**Aim of the exercise:** Search the material for the word "presenter" and copy each line that holds it.

======

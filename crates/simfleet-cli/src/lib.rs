//! # simfleet-cli
//!
//! CLI output, progress display, and shell completion.

pub mod completion;
pub mod output;
pub mod presenter;
pub mod progress;
pub mod progress_eta;
pub mod ui;

pub use presenter::CLIResultPresenter;
pub use progress::CLIProgressReporter;
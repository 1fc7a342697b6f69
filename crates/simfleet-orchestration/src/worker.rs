//! Single-job executor bound to a slot.
//!
//! A run writes the job's script into the slot, launches the simulator
//! against it, closes the result file with the end-of-data line and hands
//! the file to the parser.

use std::fs::{self, OpenOptions};
use std::io::{self, Read, Seek, SeekFrom, Write};
use std::path::Path;
use std::process::{Command, Stdio};
use std::sync::Arc;

use simfleet_core::constants::{END_OF_DATA_LINE, RESULT_FILE_NAME};
use simfleet_core::job::{Job, JobId};
use simfleet_core::parser::OutputParser;
use simfleet_core::script::ScriptBuilder;
use simfleet_core::SimError;

use crate::config::PoolConfig;
use crate::interfaces::JobRunner;
use crate::slot::Slot;

/// Runs jobs through the external simulator.
pub struct SlotWorker<P> {
    script: Arc<dyn ScriptBuilder>,
    parser: P,
    command: String,
}

impl<P: OutputParser> SlotWorker<P> {
    #[must_use]
    pub fn new(config: &PoolConfig, script: Arc<dyn ScriptBuilder>, parser: P) -> Self {
        Self {
            script,
            parser,
            command: config.command.clone(),
        }
    }

    /// Write the job's script into the slot and clear any stale result.
    fn stage(&self, slot: &Slot, job: &Job) -> Result<(), SimError> {
        let body = self.script.build(&job.parameters)?;
        let script = format!("{body}\nsave results.iv {RESULT_FILE_NAME}\n");

        for dir in [slot.script_dir(), slot.result_dir()] {
            fs::create_dir_all(&dir).map_err(|e| SimError::io(&dir, e))?;
        }
        let script_path = slot.script_path();
        fs::write(&script_path, script).map_err(|e| SimError::io(&script_path, e))?;

        let result_path = slot.result_path();
        match fs::remove_file(&result_path) {
            Ok(()) => Ok(()),
            Err(e) if e.kind() == io::ErrorKind::NotFound => Ok(()),
            Err(e) => Err(SimError::io(&result_path, e)),
        }
    }

    /// Launch the simulator and wait for it. There is no timeout.
    fn invoke(&self, slot: &Slot, id: JobId) -> Result<(), SimError> {
        let line = slot.command_line(&self.command);
        tracing::debug!(
            slot = slot.index(),
            job = %id,
            script = self.script.name(),
            command = %line,
            "launching simulator"
        );

        let output = Command::new("sh")
            .arg("-c")
            .arg(&line)
            .current_dir(slot.root())
            .env("SIMFLEET_SLOT", slot.index().to_string())
            .env("SIMFLEET_SLOT_ROOT", slot.root())
            .stdin(Stdio::null())
            .output()
            .map_err(|source| SimError::Spawn {
                slot: slot.index(),
                source,
            })?;

        let stdout = String::from_utf8_lossy(&output.stdout);
        let stderr = String::from_utf8_lossy(&output.stderr);
        if !stdout.trim().is_empty() {
            tracing::debug!(slot = slot.index(), job = %id, stdout = %stdout.trim(), "simulator output");
        }

        if !output.status.success() {
            return Err(SimError::SimulatorExit {
                slot: slot.index(),
                code: output.status.code(),
                stderr: stderr.trim().to_string(),
            });
        }
        Ok(())
    }
}

impl<P: OutputParser> JobRunner for SlotWorker<P> {
    type Output = P::Output;

    fn run(&self, slot: &Slot, job: &Job) -> Result<P::Output, SimError> {
        self.stage(slot, job)?;
        self.invoke(slot, job.id)?;

        let result_path = slot.result_path();
        append_end_marker(&result_path)?;
        self.parser.parse(&result_path)
    }
}

/// Append the end-of-data line to a result file, so the parser always finds
/// a closing marker for the last block.
pub fn append_end_marker(path: &Path) -> Result<(), SimError> {
    let mut file = match OpenOptions::new().read(true).append(true).open(path) {
        Ok(file) => file,
        Err(e) if e.kind() == io::ErrorKind::NotFound => {
            return Err(SimError::MissingOutput(path.to_path_buf()));
        }
        Err(e) => return Err(SimError::io(path, e)),
    };
    let io_err = |e: io::Error| SimError::io(path, e);

    // A leading newline only when needed: an extra blank line would shift
    // the last block's footer window.
    let mut line = String::new();
    if file.metadata().map_err(io_err)?.len() > 0 {
        let mut last = [0u8; 1];
        file.seek(SeekFrom::End(-1)).map_err(io_err)?;
        file.read_exact(&mut last).map_err(io_err)?;
        if last[0] != b'\n' {
            line.push('\n');
        }
    }
    line.push_str(END_OF_DATA_LINE);
    file.write_all(line.as_bytes()).map_err(io_err)
}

======

**Task response:**
pub mod presenter;
pub use presenter::CLIResultPresenter;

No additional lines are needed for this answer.